EXERCISE DATA section start

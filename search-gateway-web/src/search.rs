//! Web handlers for the search API.

use std::collections::HashMap;

use crate::errors::{HandlerError, HandlerErrorKind};
use actix_web::{
    get,
    web::{self, Data, ServiceConfig},
    HttpResponse,
};
use cadence::{CountedExt, StatsdClient};
use search_gateway_settings::Settings;
use search_gateway_upstream::{
    validate, CanonicalRequest, EndpointCatalog, EndpointSpec, ForwardError, Forwarder,
};

/// Configure a route to use the search service.
pub fn configure(config: &mut ServiceConfig) {
    config.service(search);
}

/// Validate the query against the named endpoint's rules and forward it
/// upstream, returning the upstream's JSON unchanged.
#[get("/{endpoint}")]
#[tracing::instrument(skip_all, fields(endpoint = %endpoint))]
async fn search(
    endpoint: web::Path<String>,
    web::Query(raw): web::Query<HashMap<String, String>>,
    catalog: Data<EndpointCatalog>,
    forwarder: Data<Forwarder>,
    metrics_client: Data<StatsdClient>,
    settings: Data<Settings>,
) -> Result<HttpResponse, HandlerError> {
    let spec = catalog
        .get(&endpoint)
        .ok_or_else(|| HandlerErrorKind::UnknownEndpoint(endpoint.into_inner()))?;

    let request = validate(spec, &raw).map_err(|error| {
        tracing::info!(
            r#type = "web.search.invalid",
            parameter = error.key(),
            %error,
            "Rejecting search request"
        );
        count_request(&metrics_client, spec, "invalid");
        error
    })?;

    safe_log_request(settings.log_full_request, spec, &request);

    let body = forwarder
        .forward(spec, &request)
        .await
        .into_result()
        .map_err(|error| {
            match &error {
                ForwardError::UpstreamHttp { status, .. } => {
                    tracing::error!(
                        r#type = "web.search.upstream-error",
                        %error,
                        upstream_status = *status,
                        "Upstream rejected search request"
                    );
                    count_request(&metrics_client, spec, "upstream-error");
                }
                ForwardError::Transport(cause) => {
                    tracing::error!(
                        r#type = "web.search.transport-error",
                        error = ?cause,
                        "Could not complete upstream search request"
                    );
                    count_request(&metrics_client, spec, "transport-error");
                }
            }
            error
        })?;

    count_request(&metrics_client, spec, "success");

    Ok(HttpResponse::Ok()
        .content_type("application/json")
        .body(body.get().to_owned()))
}

/// Count a search request, tagged with its endpoint and how it ended.
fn count_request(metrics_client: &StatsdClient, spec: &EndpointSpec, outcome: &str) {
    metrics_client
        .incr_with_tags("search.request")
        .with_tag("endpoint", spec.name)
        .with_tag("outcome", outcome)
        .send();
}

/// Log a search request, respecting the `log_full_request` setting passed.
/// The query text is only logged when that is set. Other parameters are
/// always logged.
fn safe_log_request(log_query: bool, spec: &EndpointSpec, request: &CanonicalRequest) {
    let query = if log_query {
        request
            .get("query")
            .map(ToString::to_string)
            .unwrap_or_default()
    } else {
        String::new()
    };
    let parameters = request
        .iter()
        .filter(|(key, _)| *key != "query")
        .map(|(key, value)| format!("{}={}", key, value))
        .collect::<Vec<_>>()
        .join(",");

    tracing::info!(
        r#type = "web.search.request",
        sensitive = log_query,
        endpoint = spec.name,
        %query,
        %parameters,
        "handling search request"
    );
}
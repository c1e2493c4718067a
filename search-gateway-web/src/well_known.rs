//! Static files under `/.well-known`, such as the plugin manifest.

use std::path::Path;

use actix_files::Files;
use actix_web::web::ServiceConfig;

/// Serve `dir` under `/.well-known`. Registers nothing if `dir` is `None`.
pub fn configure(config: &mut ServiceConfig, dir: Option<&Path>) {
    if let Some(dir) = dir {
        config.service(Files::new("/.well-known", dir));
    }
}

/// The directory to serve, if one is configured and exists.
pub fn existing_dir(configured: Option<&Path>) -> Option<&Path> {
    let dir = configured?;
    if dir.is_dir() {
        Some(dir)
    } else {
        tracing::info!(
            r#type = "web.well-known.missing",
            dir = %dir.display(),
            "Not serving /.well-known, the directory does not exist"
        );
        None
    }
}

#[cfg(test)]
mod tests {
    use super::existing_dir;
    use std::path::Path;

    #[test]
    fn missing_directories_are_skipped() {
        assert_eq!(existing_dir(None), None);
        assert_eq!(
            existing_dir(Some(Path::new("definitely/not/a/real/dir"))),
            None
        );
        assert_eq!(existing_dir(Some(Path::new("src"))), Some(Path::new("src")));
    }
}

EXERCISE DATA section end

* **DESCRIPTION OF THE TASK**
Please retype, with no changes, the lines that run from the first line of the entries to the line with "and forward it", both ends included.

* **WRITTEN SOLUTION**
filename search-gateway-web/src/search.rs
//! Web handlers for the search API.

use std::collections::HashMap;

use crate::errors::{HandlerError, HandlerErrorKind};
use actix_web::{
    get,
    web::{self, Data, ServiceConfig},
    HttpResponse,
};
use cadence::{CountedExt, StatsdClient};
use search_gateway_settings::Settings;
use search_gateway_upstream::{
    validate, CanonicalRequest, EndpointCatalog, EndpointSpec, ForwardError, Forwarder,
};

/// Configure a route to use the search service.
pub fn configure(config: &mut ServiceConfig) {
    config.service(search);
}

/// Validate the query against the named endpoint's rules and forward it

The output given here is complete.